Philadelphia’s least-vaccinated zip codes at the beginning of the summer remain its most undervaccinated now, despite door-to-door outreach, targeted clinics, a lottery, and advertising to encourage people to get COVID-19 inoculations.

As the delta variant spreads, and the threat of other variants looms, these parts of the city are the most vulnerable to serious illness and death.

“Going into the fall, this is going to be a disease of communities that are unvaccinated,” said Marisa Rogers, executive medical director of Oak Street Health, which has a clinic in Fern Rock, which sits in the 19141 zip code with the fewest vaccinations, per capita, in the city. “I think the fall is going to continue to exact a high price on people and communities that are not vaccinated.”

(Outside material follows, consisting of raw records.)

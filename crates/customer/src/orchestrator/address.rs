//! Single-address sagas.

use std::sync::Arc;

use saga::{SagaBuilder, SagaContext, SagaDefinition, StepDefinition, StepError, step_fn};

use super::{CTX_PARTY_ID, remove_compensation};
use crate::client::{CustomersClient, ResourceKind};
use crate::commands::{RegisterAddressCommand, RemoveAddressCommand};

pub const ADD_SAGA_NAME: &str = "AddAddressSaga";
pub const UPDATE_SAGA_NAME: &str = "UpdateAddressSaga";
pub const REMOVE_SAGA_NAME: &str = "RemoveAddressSaga";

pub const STEP_ADD_NEW_ADDRESS: &str = "addNewAddress";
pub const STEP_UPDATE_ADDRESS: &str = "updateAddress";
pub const STEP_REMOVE_NEW_ADDRESS: &str = "removeNewAddress";

pub const COMPENSATE_REMOVE_ADDRESS: &str = "removeAddress";

pub const EVENT_ADDRESS_ADDED: &str = "address.added";
pub const EVENT_ADDRESS_UPDATED: &str = "address.updated";
pub const EVENT_ADDRESS_REMOVED: &str = "address.removed";

fn party_of(cmd: &RegisterAddressCommand) -> Result<i64, StepError> {
    cmd.party_id
        .ok_or_else(|| StepError::invalid_input("address command has no party id"))
}

pub fn add_saga(client: &Arc<dyn CustomersClient>) -> SagaBuilder {
    let add = {
        let client = Arc::clone(client);
        step_fn(move |cmd: RegisterAddressCommand, ctx: SagaContext| {
            let client = Arc::clone(&client);
            async move {
                let party_id = party_of(&cmd)?;
                ctx.put(&CTX_PARTY_ID, party_id)?;
                let id = client.create_address(party_id, &cmd).await?;
                Ok(Some(id))
            }
        })
    };

    SagaDefinition::builder(ADD_SAGA_NAME)
        .step(
            StepDefinition::new(STEP_ADD_NEW_ADDRESS)
                .compensate(COMPENSATE_REMOVE_ADDRESS)
                .event(EVENT_ADDRESS_ADDED)
                .requires_input(),
            add,
        )
        .compensation(
            COMPENSATE_REMOVE_ADDRESS,
            remove_compensation(client, ResourceKind::Address),
        )
}

pub fn update_saga(client: &Arc<dyn CustomersClient>) -> SagaBuilder {
    let client = Arc::clone(client);
    let update = step_fn(move |cmd: RegisterAddressCommand, _ctx: SagaContext| {
        let client = Arc::clone(&client);
        async move {
            let party_id = party_of(&cmd)?;
            let address_id = cmd
                .address_id
                .ok_or_else(|| StepError::invalid_input("address command has no address id"))?;
            let id = client.update_address(party_id, address_id, &cmd).await?;
            Ok(Some(id))
        }
    });

    SagaDefinition::builder(UPDATE_SAGA_NAME).step(
        StepDefinition::new(STEP_UPDATE_ADDRESS)
            .event(EVENT_ADDRESS_UPDATED)
            .requires_input(),
        update,
    )
}

pub fn remove_saga(client: &Arc<dyn CustomersClient>) -> SagaBuilder {
    let client = Arc::clone(client);
    let remove = step_fn(move |cmd: RemoveAddressCommand, _ctx: SagaContext| {
        let client = Arc::clone(&client);
        async move {
            client
                .delete(ResourceKind::Address, cmd.party_id, cmd.address_id)
                .await?;
            Ok(None::<()>)
        }
    });

    SagaDefinition::builder(REMOVE_SAGA_NAME).step(
        StepDefinition::new(STEP_REMOVE_NEW_ADDRESS)
            .event(EVENT_ADDRESS_REMOVED)
            .requires_input(),
        remove,
    )
}
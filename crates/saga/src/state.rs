//! Step state machine.

use serde::{Deserialize, Serialize};

/// The state of one step invocation within an execution.
///
/// State transitions:
/// ```text
/// Pending ──► Running ──┬──► Succeeded ──► Compensating ──┬──► Compensated
///    │                  │                                 └──► CompensationFailed
///    │                  └──► Failed
///    └──► Skipped
/// ```
#[derive(Debug, Clone, Copy, PartialEq, Eq, Hash, Serialize, Deserialize, Default)]
pub enum StepState {
    /// Waiting for dependencies.
    #[default]
    Pending,

    /// The body is executing.
    Running,

    /// The body returned successfully.
    Succeeded,

    /// The activation predicate was false or no input was bound.
    Skipped,

    /// The body failed on its last attempt.
    Failed,

    /// The compensation is executing.
    Compensating,

    /// The compensation returned successfully.
    Compensated,

    /// The compensation failed.
    CompensationFailed,
}

impl StepState {
    /// Returns true if the step can begin compensation.
    pub fn can_compensate(&self) -> bool {
        matches!(self, StepState::Succeeded)
    }

    /// Returns true if `next` is a legal successor of this state.
    pub fn can_transition_to(&self, next: StepState) -> bool {
        use StepState::*;
        matches!(
            (self, next),
            (Pending, Running)
                | (Pending, Skipped)
                | (Running, Succeeded)
                | (Running, Failed)
                | (Succeeded, Compensating)
                | (Compensating, Compensated)
                | (Compensating, CompensationFailed)
        )
    }

    /// Returns the state name as a string.
    pub fn as_str(&self) -> &'static str {
        match self {
            StepState::Pending => "Pending",
            StepState::Running => "Running",
            StepState::Succeeded => "Succeeded",
            StepState::Skipped => "Skipped",
            StepState::Failed => "Failed",
            StepState::Compensating => "Compensating",
            StepState::Compensated => "Compensated",
            StepState::CompensationFailed => "CompensationFailed",
        }
    }
}

impl std::fmt::Display for StepState {
    fn fmt(&self, f: &mut std::fmt::Formatter<'_>) -> std::fmt::Result {
        write!(f, "{}", self.as_str())
    }
}
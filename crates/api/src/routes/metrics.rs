//! Prometheus scrape endpoint for the saga and HTTP counters.

use axum::extract::State;
use axum::http::header::CONTENT_TYPE;
use axum::response::IntoResponse;
use metrics_exporter_prometheus::PrometheusHandle;

const PROMETHEUS_TEXT: &str = "text/plain; version=0.0.4; charset=utf-8";

/// GET /metrics
pub async fn render(State(handle): State<PrometheusHandle>) -> impl IntoResponse {
    ([(CONTENT_TYPE, PROMETHEUS_TEXT)], handle.render())
}
//! Shared identifier types.

mod types;

pub use types::ExecutionId;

Almost 80% of Philadelphia’s adults have had at least one dose, said Matt Rankin, a spokesperson for the city’s Department of Public Health.

But a closer look shows a dangerous disparity. Five of the city’s zip codes had less than 40% of their residents fully or partially vaccinated as of Aug. 9, according to city data — rates that are on par with Arkansas and Louisiana.

Rankin said things might not be so dire, as it’s possible people are getting vaccinated outside the city. Inoculations are supposed to be recorded according to county of residence, not where the dose was given, but Rankin said the city gets incomplete information about out-of-town vaccinations. He also emphasized that many days thousands of people citywide get vaccinated.

The slow pace of vaccinating these zip codes perpetuates inequities that have grown ever more glaring throughout the pandemic. Only one of the 15 currently least-vaccinated zip codes has a majority white population. Poor communities of color, initially disadvantaged by limited vaccine access in their neighborhoods, are still lagging behind.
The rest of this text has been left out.